How to stay safe and keep gambling fun
Gambling can be a fun and exciting way to spend some time, but it also comes with risks. If you are not careful, gambling can lead to problems such as losing money, getting into debt, developing an addiction, or harming your mental health. That is why it is important to gamble responsibly and follow the safer gambling advice within this article.
Setting boundaries when you play
Safer gambling means gambling in a way that minimises the potential harms and maximises the enjoyment. It means knowing your limits and being aware of how gambling affects you and others around you. Follow the following tips for a safer gambling experience.

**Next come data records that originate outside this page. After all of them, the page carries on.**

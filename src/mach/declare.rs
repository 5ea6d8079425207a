/*!
## Declarators

The `new_<T>` / `reAssign_<T>` / `delete_var` family. Declarators create a
variable under a fresh name; reassigners replace an existing variable (and
may change its tag). Both take exactly `(name, value)`, where the value is
a literal or a `$` reference.
*/

use super::memory::check_return;
use super::{SectionMemory, Val};
use crate::error;
use crate::lang::{literal, Error};

type Result<T> = std::result::Result<T, Error>;

#[derive(Debug, Clone, Copy)]
pub enum IntWidth {
    I8,
    I16,
    I32,
    I64,
}

#[derive(Debug, Clone, Copy)]
pub enum FloatWidth {
    F32,
    F64,
    FMax,
}

impl IntWidth {
    fn name(self) -> &'static str {
        match self {
            IntWidth::I8 => "i8",
            IntWidth::I16 => "i16",
            IntWidth::I32 => "i32",
            IntWidth::I64 => "i64",
        }
    }
}

impl FloatWidth {
    fn name(self) -> &'static str {
        match self {
            FloatWidth::F32 => "f32",
            FloatWidth::F64 => "f64",
            FloatWidth::FMax => "fmax",
        }
    }
}

fn two_params<'a>(params: &'a [String], op: &str) -> Result<(&'a str, &'a str)> {
    if params.len() != 2 {
        return Err(error!(Parse; "@{} takes exactly 2 parameters (name, value)", op));
    }
    Ok((&params[0], &params[1]))
}

fn int_value(raw: i64, width: IntWidth, name: &str) -> Result<Val> {
    let fits = |min: i64, max: i64| raw >= min && raw <= max;
    match width {
        IntWidth::I8 if !fits(i8::MIN as i64, i8::MAX as i64) => {
            Err(error!(Overflow; "value for '{}' cannot fit in i8", name))
        }
        IntWidth::I16 if !fits(i16::MIN as i64, i16::MAX as i64) => {
            Err(error!(Overflow; "value for '{}' cannot fit in i16", name))
        }
        IntWidth::I32 if !fits(i32::MIN as i64, i32::MAX as i64) => {
            Err(error!(Overflow; "value for '{}' cannot fit in i32", name))
        }
        IntWidth::I8 => Ok(Val::I8(raw as i8)),
        IntWidth::I16 => Ok(Val::I16(raw as i16)),
        IntWidth::I32 => Ok(Val::I32(raw as i32)),
        IntWidth::I64 => Ok(Val::I64(raw)),
    }
}

fn require_number(value: &str) -> Result<()> {
    if !literal::is_number(value) {
        return Err(error!(BadLiteral; "value must be a valid number, got '{}'", value));
    }
    Ok(())
}

pub fn new_int(params: &[String], ret: &str, mem: &mut SectionMemory, width: IntWidth) -> Result<()> {
    let (name, token) = two_params(params, &format!("new_{}", width.name()))?;
    check_return(mem, ret)?;
    let value = mem.resolve_token(token)?;
    if mem.contains(name) {
        return Err(error!(DuplicateVariable; "variable '{}' already exists", name));
    }
    require_number(&value)?;
    let raw = literal::parse_int(&value)?;
    mem.insert(name, int_value(raw, width, name)?)
}

pub fn reassign_int(
    params: &[String],
    ret: &str,
    mem: &mut SectionMemory,
    width: IntWidth,
) -> Result<()> {
    let (name, token) = two_params(params, &format!("reAssign_{}", width.name()))?;
    check_return(mem, ret)?;
    let value = mem.resolve_token(token)?;
    if !mem.contains(name) {
        return Err(error!(UnknownVariable; "variable '{}' doesn't exist", name));
    }
    require_number(&value)?;
    let raw = literal::parse_int(&value)?;
    mem.reinsert(name, int_value(raw, width, name)?)
}

fn float_value(raw: f64, width: FloatWidth) -> Val {
    match width {
        FloatWidth::F32 => Val::F32(raw as f32),
        FloatWidth::F64 => Val::F64(raw),
        FloatWidth::FMax => Val::FMax(raw),
    }
}

pub fn new_float(
    params: &[String],
    ret: &str,
    mem: &mut SectionMemory,
    width: FloatWidth,
) -> Result<()> {
    let (name, token) = two_params(params, &format!("new_{}", width.name()))?;
    check_return(mem, ret)?;
    let value = mem.resolve_token(token)?;
    if mem.contains(name) {
        return Err(error!(DuplicateVariable; "variable '{}' already exists", name));
    }
    require_number(&value)?;
    mem.insert(name, float_value(literal::parse_float(&value)?, width))
}

pub fn reassign_float(
    params: &[String],
    ret: &str,
    mem: &mut SectionMemory,
    width: FloatWidth,
) -> Result<()> {
    let (name, token) = two_params(params, &format!("reAssign_{}", width.name()))?;
    check_return(mem, ret)?;
    let value = mem.resolve_token(token)?;
    if !mem.contains(name) {
        return Err(error!(UnknownVariable; "variable '{}' doesn't exist", name));
    }
    require_number(&value)?;
    mem.reinsert(name, float_value(literal::parse_float(&value)?, width))
}

fn string_value(mem: &SectionMemory, token: &str) -> Result<String> {
    if token.starts_with('$') {
        mem.resolve_ref(token)
    } else {
        // quoted literal: first and last byte stripped
        Ok(literal::unquote(token).to_string())
    }
}

pub fn new_str(params: &[String], ret: &str, mem: &mut SectionMemory) -> Result<()> {
    let (name, token) = two_params(params, "new_str")?;
    check_return(mem, ret)?;
    let value = string_value(mem, token)?;
    if mem.contains(name) {
        return Err(error!(DuplicateVariable; "variable '{}' already exists", name));
    }
    mem.insert(name, Val::Str(value))
}

pub fn reassign_str(params: &[String], ret: &str, mem: &mut SectionMemory) -> Result<()> {
    let (name, token) = two_params(params, "reAssign_str")?;
    check_return(mem, ret)?;
    let value = string_value(mem, token)?;
    if !mem.contains(name) {
        return Err(error!(UnknownVariable; "variable '{}' doesn't exist", name));
    }
    mem.reinsert(name, Val::Str(value))
}

fn char_value(mem: &SectionMemory, token: &str) -> Result<char> {
    if token.starts_with('$') {
        let resolved = mem.resolve_ref(token)?;
        match resolved.chars().next() {
            Some(c) => Ok(c),
            None => Err(error!(BadLiteral; "reference {} resolved to an empty string", token)),
        }
    } else {
        literal::parse_char(token)
    }
}

pub fn new_char(params: &[String], ret: &str, mem: &mut SectionMemory) -> Result<()> {
    let (name, token) = two_params(params, "new_char")?;
    check_return(mem, ret)?;
    let value = char_value(mem, token)?;
    if mem.contains(name) {
        return Err(error!(DuplicateVariable; "variable '{}' already exists", name));
    }
    mem.insert(name, Val::Char(value))
}

pub fn reassign_char(params: &[String], ret: &str, mem: &mut SectionMemory) -> Result<()> {
    let (name, token) = two_params(params, "reAssign_char")?;
    check_return(mem, ret)?;
    let value = char_value(mem, token)?;
    if !mem.contains(name) {
        return Err(error!(UnknownVariable; "variable '{}' doesn't exist", name));
    }
    mem.reinsert(name, Val::Char(value))
}

fn bool_value(mem: &SectionMemory, token: &str) -> Result<bool> {
    match mem.resolve_token(token)?.as_str() {
        "true" => Ok(true),
        "false" => Ok(false),
        other => Err(error!(BadLiteral; "boolean value must be true or false, got '{}'", other)),
    }
}

pub fn new_bool(params: &[String], ret: &str, mem: &mut SectionMemory) -> Result<()> {
    let (name, token) = two_params(params, "new_bool")?;
    check_return(mem, ret)?;
    let value = bool_value(mem, token)?;
    if mem.contains(name) {
        return Err(error!(DuplicateVariable; "variable '{}' already exists", name));
    }
    mem.insert(name, Val::Bool(value))
}

pub fn reassign_bool(params: &[String], ret: &str, mem: &mut SectionMemory) -> Result<()> {
    let (name, token) = two_params(params, "reAssign_bool")?;
    check_return(mem, ret)?;
    let value = bool_value(mem, token)?;
    if !mem.contains(name) {
        return Err(error!(UnknownVariable; "variable '{}' doesn't exist", name));
    }
    mem.reinsert(name, Val::Bool(value))
}

pub fn delete_var(params: &[String], ret: &str, mem: &mut SectionMemory) -> Result<()> {
    if params.len() != 1 {
        return Err(error!(Parse; "@delete_var requires exactly 1 parameter"));
    }
    check_return(mem, ret)?;
    mem.remove(&params[0])
}
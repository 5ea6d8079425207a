use super::Val;
use crate::error;
use crate::lang::Error;
use rustc_hash::FxHashMap;

type Result<T> = std::result::Result<T, Error>;

/// ## Section variable memory
///
/// One flat name → value map per section. A name appears at most once and
/// its tag only changes through [`SectionMemory::reinsert`], which replaces
/// payload and tag together. The list and loop engines build their internal
/// variables on top of this same map.
#[derive(Debug, Default)]
pub struct SectionMemory {
    vars: FxHashMap<String, Val>,
}

impl SectionMemory {
    pub fn new() -> SectionMemory {
        SectionMemory::default()
    }

    pub fn contains(&self, name: &str) -> bool {
        self.vars.contains_key(name)
    }

    /// Creates a variable. The name must not already exist.
    pub fn insert(&mut self, name: &str, val: Val) -> Result<()> {
        if self.vars.contains_key(name) {
            return Err(error!(DuplicateVariable; "variable '{}' already exists", name));
        }
        self.vars.insert(name.to_string(), val);
        Ok(())
    }

    /// Replaces an existing variable's value and tag.
    pub fn reinsert(&mut self, name: &str, val: Val) -> Result<()> {
        match self.vars.get_mut(name) {
            Some(slot) => {
                *slot = val;
                Ok(())
            }
            None => Err(error!(UnknownVariable; "variable '{}' doesn't exist", name)),
        }
    }

    pub fn remove(&mut self, name: &str) -> Result<()> {
        match self.vars.remove(name) {
            Some(_) => Ok(()),
            None => Err(error!(UnknownVariable; "variable '{}' doesn't exist", name)),
        }
    }

    pub fn get(&self, name: &str) -> Result<Val> {
        match self.vars.get(name) {
            Some(val) => Ok(val.clone()),
            None => Err(error!(UnknownVariable; "variable '{}' doesn't exist", name)),
        }
    }

    /// Moves a variable into another memory. The receiver must not already
    /// hold the name.
    pub fn transfer(&mut self, name: &str, to: &mut SectionMemory) -> Result<()> {
        if to.contains(name) {
            return Err(
                error!(DuplicateVariable; "variable '{}' already exists at the receiver", name),
            );
        }
        match self.vars.remove(name) {
            Some(val) => {
                to.vars.insert(name.to_string(), val);
                Ok(())
            }
            None => Err(error!(UnknownVariable; "variable '{}' doesn't exist", name)),
        }
    }

    /// Resolves a `$name` token to the stringified value of `name`.
    pub fn resolve_ref(&self, token: &str) -> Result<String> {
        let name = token.strip_prefix('$').unwrap_or(token);
        Ok(self.get(name)?.to_string())
    }

    /// Resolves a parameter token: `$name` becomes the stringified value,
    /// anything else passes through untouched.
    pub fn resolve_token(&self, token: &str) -> Result<String> {
        if token.starts_with('$') {
            self.resolve_ref(token)
        } else {
            Ok(token.to_string())
        }
    }
}

/// The shared preamble of every operation: a non-`nullptr` return address
/// must already exist in memory.
pub(crate) fn check_return(mem: &SectionMemory, ret: &str) -> Result<()> {
    if ret != "nullptr" && !mem.contains(ret) {
        return Err(error!(UnknownReturnAddress; "can't find the return address '{}'", ret));
    }
    Ok(())
}
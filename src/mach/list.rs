/*!
## List engine

Lists are a facade over the flat section memory: a list `L` of size `n` is
the `i64` variable `___LIST___ENGINE___<L>___SIZE___` plus one element
variable `___LIST___ENGINE___<L>___<i>___` per index. Elements of a
`dynamic` list are typed from their lexical form with the shared literal
recognizers.
*/

use super::io::io_err;
use super::{SectionMemory, Val};
use crate::error;
use crate::lang::{literal, Error};
use std::io::Write;

type Result<T> = std::result::Result<T, Error>;

fn size_name(list: &str) -> String {
    format!("___LIST___ENGINE___{}___SIZE___", list)
}

fn slot_name(list: &str, index: i64) -> String {
    format!("___LIST___ENGINE___{}___{}___", list, index)
}

/// Splits a bracketed values token into its elements. Brackets outside
/// quotes are consumed; a comma outside quotes ends an element; unescaped
/// quotes toggle the quote states and stay in the element; elements are
/// trimmed of surrounding whitespace.
fn split_elements(values: &str) -> Vec<String> {
    let chars: Vec<char> = values.chars().collect();
    let mut elements = vec![];
    let mut element = String::new();
    let mut in_double = false;
    let mut in_single = false;
    let mut depth: i32 = 0;

    for (index, &c) in chars.iter().enumerate() {
        if c == '[' && !in_double && !in_single {
            depth += 1;
            continue;
        }
        if c == ']' && !in_double && !in_single {
            depth = (depth - 1).max(0);
            continue;
        }

        if c == '"' && !in_single {
            let escaped = index > 0 && chars[index - 1] == '\\';
            if !escaped {
                in_double = !in_double;
                element.push(c);
                continue;
            }
        }
        if c == '\'' && !in_double {
            let escaped = index > 0 && chars[index - 1] == '\\';
            if !escaped {
                in_single = !in_single;
                element.push(c);
                continue;
            }
        }

        if c == ',' && !in_double && !in_single && depth >= 0 {
            elements.push(element.trim().to_string());
            element.clear();
            continue;
        }

        element.push(c);
    }

    if !element.is_empty() {
        elements.push(element.trim().to_string());
    }

    elements
}

/// Types one element from its lexical form.
fn infer_element(item: &str) -> Result<Val> {
    if item == "true" || item == "false" {
        return Ok(Val::Bool(item == "true"));
    }
    if literal::is_number(item) {
        if item.contains('.') {
            let number = literal::parse_float(item)?;
            if !number.is_finite() {
                return Err(error!(Overflow; "number is too big: {}", item));
            }
            return Ok(Val::narrowest_float(number));
        }
        return Ok(Val::narrowest_int(literal::parse_int(item)?));
    }
    if literal::is_char_literal(item) {
        return Ok(Val::Char(literal::parse_char(item)?));
    }
    if literal::is_quoted(item) {
        return Ok(Val::Str(literal::unquote(item).to_string()));
    }
    Err(error!(BadLiteral; "bad list element: {}", item))
}

fn read_size(mem: &SectionMemory, list: &str) -> Result<i64> {
    if !mem.contains(&size_name(list)) {
        return Err(error!(UnknownVariable; "couldn't find the list '{}'", list));
    }
    match mem.get(&size_name(list))? {
        Val::I64(size) => Ok(size),
        other => Err(error!(TypeMismatch; "size of list '{}' is not i64 but {}", list, other.tag())),
    }
}

fn three_params<'a>(params: &'a [String], op: &str) -> Result<(&'a str, &'a str, &'a str)> {
    if params.len() != 3 {
        return Err(error!(Parse; "{}() takes three parameters (name, type, values)", op));
    }
    Ok((&params[0], &params[1], &params[2]))
}

/// Only `dynamic` element typing is implemented; other type tokens are
/// reserved and keep size bookkeeping only.
fn is_dynamic(type_token: &str) -> bool {
    let ty = if literal::is_quoted(type_token) {
        literal::unquote(type_token)
    } else {
        type_token
    };
    ty == "dynamic"
}

pub fn new_list(params: &[String], _ret: &str, mem: &mut SectionMemory) -> Result<()> {
    let (list, type_token, values) = three_params(params, "new_list")?;
    if mem.contains(&size_name(list)) {
        return Err(error!(ListExists; "list '{}' already exists", list));
    }
    let contents = split_elements(values);
    mem.insert(&size_name(list), Val::I64(contents.len() as i64))?;
    if is_dynamic(type_token) {
        for (index, item) in contents.iter().enumerate() {
            mem.insert(&slot_name(list, index as i64), infer_element(item)?)?;
        }
    }
    Ok(())
}

/// Reassigns size and elements in place. Slots beyond the new size are left
/// behind untouched; the caller is responsible for matching the old size.
pub fn reassign_list(params: &[String], _ret: &str, mem: &mut SectionMemory) -> Result<()> {
    let (list, type_token, values) = three_params(params, "reAssign_list")?;
    if !mem.contains(&size_name(list)) {
        return Err(error!(UnknownVariable; "couldn't find the list '{}'", list));
    }
    let contents = split_elements(values);
    mem.reinsert(&size_name(list), Val::I64(contents.len() as i64))?;
    if is_dynamic(type_token) {
        for (index, item) in contents.iter().enumerate() {
            mem.reinsert(&slot_name(list, index as i64), infer_element(item)?)?;
        }
    }
    Ok(())
}

pub fn delete_list(params: &[String], _ret: &str, mem: &mut SectionMemory) -> Result<()> {
    for list in params {
        let size = read_size(mem, list)?;
        for index in 0..size {
            mem.remove(&slot_name(list, index))?;
        }
        mem.remove(&size_name(list))?;
    }
    Ok(())
}

/// Copies `list[index]` into the return variable. The index token may be a
/// literal, a `$` reference, or a quote-prefixed variable name.
pub fn get(params: &[String], ret: &str, mem: &mut SectionMemory) -> Result<()> {
    if params.len() != 2 {
        return Err(error!(Parse; "get() requires two parameters (list_name, index)"));
    }
    if !mem.contains(ret) {
        return Err(error!(UnknownReturnAddress; "can't find the return address '{}'", ret));
    }

    let list = &params[0];
    let mut index_token = params[1].clone();
    if index_token.starts_with('$') {
        index_token = mem.resolve_ref(&index_token)?;
    } else if index_token.starts_with('\'') || index_token.starts_with('"') {
        let name = index_token.trim_matches(|c| c == '\'' || c == '"');
        index_token = mem.get(name)?.to_string();
    }
    let index = literal::parse_int(&index_token)?;

    let size = read_size(mem, list)?;
    if index < 0 || index >= size {
        return Err(error!(Overflow; "index {} out of range for list '{}'", index, list));
    }

    let val = mem.get(&slot_name(list, index))?;
    mem.reinsert(ret, val)
}

pub fn push(params: &[String], _ret: &str, mem: &mut SectionMemory) -> Result<()> {
    if params.len() != 2 {
        return Err(error!(Parse; "push() requires exactly two parameters"));
    }
    let list = &params[0];
    let size = read_size(mem, list)?;

    let item = mem.resolve_token(&params[1])?;
    mem.insert(&slot_name(list, size), infer_element(&item)?)?;
    mem.reinsert(&size_name(list), Val::I64(size + 1))
}

pub fn pop(params: &[String], _ret: &str, mem: &mut SectionMemory) -> Result<()> {
    if params.len() != 1 {
        return Err(error!(Parse; "pop() requires exactly one parameter"));
    }
    let list = &params[0];
    let size = read_size(mem, list)?;
    if size <= 0 {
        return Err(error!(UnknownVariable; "cannot pop from the empty list '{}'", list));
    }
    mem.remove(&slot_name(list, size - 1))?;
    mem.reinsert(&size_name(list), Val::I64(size - 1))
}

fn display_text(mem: &SectionMemory, token: &str) -> Result<String> {
    let mut text = if token.starts_with('$') {
        mem.resolve_ref(token)?
    } else {
        token.to_string()
    };
    if text.starts_with('"') {
        text = literal::unquote(&text).to_string();
    }
    Ok(text)
}

/// Prints `head`, the bracketed elements (strings and chars quoted), then
/// `tail`.
pub fn print_list<W: Write>(
    params: &[String],
    _ret: &str,
    mem: &mut SectionMemory,
    out: &mut W,
) -> Result<()> {
    if params.len() != 3 {
        return Err(error!(Parse; "print_list() requires 3 parameters (list_name, head, tail)"));
    }
    let list = &params[0];
    let head = display_text(mem, &params[1])?;
    let tail = display_text(mem, &params[2])?;

    let size = read_size(mem, list)?;
    write!(out, "{}[", head).map_err(io_err)?;
    for index in 0..size {
        if index > 0 {
            write!(out, ", ").map_err(io_err)?;
        }
        let val = mem.get(&slot_name(list, index))?;
        match val {
            Val::Str(_) | Val::Char(_) => write!(out, "\"{}\"", val).map_err(io_err)?,
            _ => write!(out, "{}", val).map_err(io_err)?,
        }
    }
    write!(out, "]{}", tail).map_err(io_err)
}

Session limits work really well, they allow you to set a maximum amount of time that you are willing to spend on gambling in a given period of time, such as in a day, a week, or a month. Once you reach your session limit, you will not be able to gamble anymore until the next period starts.
A feature offered by many gambling sites is the ability to set deposit limits on your account. It allows you to place a cap on the maximum amount of money that you can gamble with, it enables you to control your spending and avoid going over the budget you have set.
Setting loss limits on your account can help you to manage your gambling budget and avoid chasing your losses. Chasing losses is a common problem among gamblers, where they try to win back the money they have lost by gambling more, often with higher stakes and riskier bets.
Cooling off Periods
Cooling off when gambling online is a way to take a break from gambling and reflect on your gambling behavior. Cooling off can help you to avoid gambling impulsively, compulsively, or excessively, and to prevent or reduce the negative consequences of gambling on your life.
There are different ways to cool off when gambling online, depending on your needs and preferences. Some of the options are:
- Self-exclusion. Self-exclusion is a tool that allows you to request to be blocked from accessing online gambling sites or apps for a certain period of time, usually from six months to five years. You can self-exclude from one or more online gambling operators or from all online gambling operators, in the UK you can do this by registering with an organisation called GAMSTOP.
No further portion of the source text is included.